Però il Pentagono è sconvolto. «Non può trattarsi dei nostri simpatici soldati americani. Devono essere poche mele marce». Ci siamo già scordati di Abu Ghraib? Le fotografie di uomini torturati sessualmente abbondano, ma le foto delle donne umiliate ed abusate sono ancora secretate, nel timore di una reazione mondiale di oltraggio ancora maggiore.

Abbiamo già dimenticato i due marine ed il marinaio che rapirono una dodicenne di Okinawa nel 1995, la picchiarono, la violarono e l’abbandonarono nuda in un’area deserta? In qualche modo è sopravvissuta e li ha denunciati, sebbene il suo «disordine da stress post traumatico» la tormenti senza dubbio ancora. Così tanti stupri sono stati commessi dall’esercito a Okinawa, in Corea e nelle Filippine, che le femministe asiatiche hanno organizzato interi movimenti di protesta. Incidenti continuano ad accadere attorno ai porti ed alle basi Usa, incluse le centinaia di denunce di stupri sotto la minaccia delle armi subiti dai loro commilitoni (e l’attuale epidemia congiunta di stupri ed “evangelismo” all’Accademia dell’aviazione militare statunitense).

Nel 1998, una decisione Onu che funge da pietra miliare riconobbe lo stupro come crimine di guerra, e ciò solleva una questione: se lo stupro durante una guerra è un crimine contro l’umanità, cos’è in tempo di pace? I tribunali internazionali per il Rwanda e l’ex Jugoslavia hanno dato inizio a processi ed emanato condanne usando i termini giuridici relativi alla violenza sessuale.

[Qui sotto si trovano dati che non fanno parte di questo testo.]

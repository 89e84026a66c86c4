// 🛣️ Mileage Series Builder - inspection/history rows → sorted odometer points
//
// Each record contributes at most one point. Records with no readable odometer
// or no plausible date are dropped silently; they never fail the batch.

use crate::dates::normalize_plausible_date;
use crate::fields::{is_bookkeeping_field, is_registration_field, locate, FieldRole};
use crate::numeric::{extract_number, extract_number_from_text};
use crate::record::RawRecord;
use regex::Regex;
use serde::{Deserialize, Serialize};
use std::sync::OnceLock;

// ============================================================================
// CORE TYPES
// ============================================================================

/// One odometer reading at a point in time
#[derive(Debug, Clone, Copy, PartialEq, Serialize, Deserialize)]
pub struct MileagePoint {
    /// Epoch milliseconds, UTC, calendar year within 1990..=2100
    pub timestamp: i64,
    /// Odometer value, never negative
    pub odometer: f64,
}

/// Date roles in the order they are trusted for a mileage reading
const DATE_PRIORITY: [FieldRole; 3] = [
    FieldRole::MileageUpdateDate,
    FieldRole::InspectionDate,
    FieldRole::GenericDate,
];

fn unit_token_re() -> &'static Regex {
    static UNIT_RE: OnceLock<Regex> = OnceLock::new();
    UNIT_RE.get_or_init(|| Regex::new(r#"(?i)(ק"?.?מ|\bkm\b)"#).expect("valid unit regex"))
}

// ============================================================================
// BUILDER
// ============================================================================

/// Build the canonical mileage series from any number of history sources.
///
/// Sources are concatenated before sorting, so pass every dataset's records in
/// one iterator. The sort is stable: equal timestamps keep input order. No
/// per-period deduplication happens here.
pub fn build_mileage_series<'a, I>(records: I) -> Vec<MileagePoint>
where
    I: IntoIterator<Item = &'a RawRecord>,
{
    let mut series: Vec<MileagePoint> = Vec::new();
    let mut skipped = 0usize;

    for (idx, record) in records.into_iter().enumerate() {
        match mileage_point(record) {
            Some(point) => series.push(point),
            None => {
                skipped += 1;
                tracing::debug!(record = idx, "no usable odometer/date pair, skipping");
            }
        }
    }

    series.sort_by_key(|p| p.timestamp);

    tracing::debug!(points = series.len(), skipped, "mileage series built");
    series
}

/// Extract a single point from a record, if it has both halves
pub fn mileage_point(record: &RawRecord) -> Option<MileagePoint> {
    let (odometer_field, odometer) = odometer_of(record)?;
    let timestamp = timestamp_of(record, odometer_field)?;

    Some(MileagePoint {
        timestamp,
        odometer,
    })
}

/// Odometer value plus the field it came from.
///
/// 1. a field whose name plays the odometer role
/// 2. any string value carrying a mileage unit (`ק"מ`, `km`)
fn odometer_of(record: &RawRecord) -> Option<(&str, f64)> {
    if let Some(field) = locate(record, FieldRole::OdometerReading) {
        if let Some(km) = extract_number(field.value) {
            return Some((field.name, km));
        }
    }

    record
        .scalars()
        .filter(|(name, _)| !is_bookkeeping_field(name))
        .find_map(|(name, value)| {
            let text = value.as_text()?;
            if !unit_token_re().is_match(text) {
                return None;
            }
            extract_number_from_text(text).map(|km| (name, km))
        })
}

/// Timestamp for a mileage reading.
///
/// Mileage-update date, then inspection date, then any date field; an absent
/// or implausible candidate falls through. Last resort: the latest plausible
/// date among all remaining values, skipping registration fields, CKAN
/// bookkeeping and the odometer field itself.
fn timestamp_of(record: &RawRecord, odometer_field: &str) -> Option<i64> {
    for role in DATE_PRIORITY {
        if let Some(field) = locate(record, role) {
            if let Some(ts) = normalize_plausible_date(field.value) {
                return Some(ts);
            }
            tracing::debug!(field = field.name, role = role.code(), "implausible date, falling through");
        }
    }

    record
        .scalars()
        .filter(|(name, _)| {
            *name != odometer_field && !is_registration_field(name) && !is_bookkeeping_field(name)
        })
        .filter_map(|(_, value)| normalize_plausible_date(value))
        .max()
}

// ============================================================================
// TESTS
// ============================================================================

#[cfg(test)]
mod tests {
    use super::*;
    use crate::dates::ymd_to_millis;
    use proptest::prelude::*;
    use serde_json::json;

    fn ymd(y: i32, m: u32, d: u32) -> i64 {
        ymd_to_millis(y, m, d).unwrap()
    }

    fn rec(value: serde_json::Value) -> RawRecord {
        RawRecord::from_value(value).unwrap()
    }

    #[test]
    fn test_named_fields() {
        let r = rec(json!({"mispar_rechev": 1234567, "kilometraz": "143,509", "date": "06/05/2021"}));
        assert_eq!(
            mileage_point(&r),
            Some(MileagePoint { timestamp: ymd(2021, 5, 6), odometer: 143509.0 })
        );
    }

    #[test]
    fn test_unit_token_in_value() {
        let r = rec(json!({"teur": "נסועה אחרונה 98,000 ק\"מ", "taarich": "2020-03-01"}));
        assert_eq!(
            mileage_point(&r),
            Some(MileagePoint { timestamp: ymd(2020, 3, 1), odometer: 98000.0 })
        );
    }

    #[test]
    fn test_unparseable_odometer_field_falls_back_to_value_scan() {
        let r = rec(json!({"km": "לא ידוע", "heara": "120000 km", "date": "2020-03-01"}));
        assert_eq!(mileage_point(&r).map(|p| p.odometer), Some(120000.0));
    }

    #[test]
    fn test_no_odometer_is_skipped() {
        let r = rec(json!({"date": "2020-03-01", "tozeret": "KIA"}));
        assert_eq!(mileage_point(&r), None);
    }

    #[test]
    fn test_update_date_beats_inspection_date() {
        let r = rec(json!({
            "mivchan_acharon_dt": "2021-01-10",
            "taarich_idkun_km": "2020-06-01",
            "kilometraz": 50000
        }));
        assert_eq!(mileage_point(&r).map(|p| p.timestamp), Some(ymd(2020, 6, 1)));
    }

    #[test]
    fn test_implausible_update_date_falls_through() {
        let r = rec(json!({
            "taarich_idkun_km": "01/01/2201",
            "mivchan_acharon_dt": "2021-01-10",
            "kilometraz": 50000
        }));
        assert_eq!(mileage_point(&r).map(|p| p.timestamp), Some(ymd(2021, 1, 10)));
    }

    #[test]
    fn test_registration_date_never_used() {
        let r = rec(json!({"moed_aliya_lakvish": "2015-01-01", "kilometraz": 50000}));
        assert_eq!(mileage_point(&r), None);
    }

    #[test]
    fn test_first_registration_column_never_used() {
        let r = rec(json!({"kilometer_test_aharon": 98000, "rishum_rishon_dt": "2015-03-01"}));
        assert_eq!(mileage_point(&r), None);

        let r = rec(json!({
            "rishum_rishon_dt": "2015-03-01",
            "kilometer_test_aharon": 98000,
            "mivchan_acharon_dt": "2021-05-06"
        }));
        assert_eq!(mileage_point(&r).map(|p| p.timestamp), Some(ymd(2021, 5, 6)));
    }

    #[test]
    fn test_fallback_takes_latest_plausible_value() {
        let r = rec(json!({
            "_id": 33000,
            "kilometraz": 44000,
            "shana": "2019/04",
            "other": "202106",
            "first_seen": "2023-01-01"
        }));
        // _id and the odometer would read as spreadsheet days; registration field excluded
        assert_eq!(mileage_point(&r).map(|p| p.timestamp), Some(ymd(2021, 6, 1)));
    }

    #[test]
    fn test_series_is_sorted_across_sources() {
        let source_a = vec![
            rec(json!({"km": 300, "date": "2022-01-01"})),
            rec(json!({"km": 100, "date": "2020-01-01"})),
        ];
        let source_b = vec![rec(json!({"km": 200, "date": "2021-01-01"}))];

        let series = build_mileage_series(source_a.iter().chain(source_b.iter()));
        let kms: Vec<f64> = series.iter().map(|p| p.odometer).collect();
        assert_eq!(kms, vec![100.0, 200.0, 300.0]);
    }

    #[test]
    fn test_equal_timestamps_keep_input_order() {
        let records = vec![
            rec(json!({"km": 10, "date": "2020-01-01"})),
            rec(json!({"km": 20, "date": "2020-01-01"})),
        ];
        let series = build_mileage_series(&records);
        assert_eq!(series[0].odometer, 10.0);
        assert_eq!(series[1].odometer, 20.0);
    }

    #[test]
    fn test_empty_input() {
        let records: Vec<RawRecord> = Vec::new();
        assert!(build_mileage_series(&records).is_empty());
    }

    proptest! {
        #[test]
        fn property_series_is_chronological(
            rows in proptest::collection::vec((1990i32..2100, 1u32..13, 1u32..29, 0u32..500_000), 0..40)
        ) {
            let records: Vec<RawRecord> = rows
                .iter()
                .map(|(y, m, d, km)| rec(json!({
                    "kilometraz": km.to_string(),
                    "date": format!("{:02}/{:02}/{}", d, m, y),
                })))
                .collect();

            let series = build_mileage_series(&records);
            prop_assert_eq!(series.len(), records.len());
            for pair in series.windows(2) {
                prop_assert!(pair[0].timestamp <= pair[1].timestamp);
            }
            for point in &series {
                prop_assert!(point.odometer >= 0.0);
            }
        }
    }
}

Ogni tanto, alcuni simpatici ragazzi americani vengono riconosciuti colpevoli, come potrebbe accadere a Green ed ai suoi compagnoni. Poi tutto ritorna “normale”. I colpevoli vengono sacrificati per salvaguardare il ragno di coloro che li hanno addestrati a fare quello che hanno fatto, e per salvare le carriere di politici che oscenamente fanno sermoni sui «valori morali» nel mentre consentono «moralità differite».

Ma questo crimine non possiamo lasciarlo cadere nel vuoto. Aveva 14 anni ed il suo nome era Abeer. Significa “fragranza di fiori”.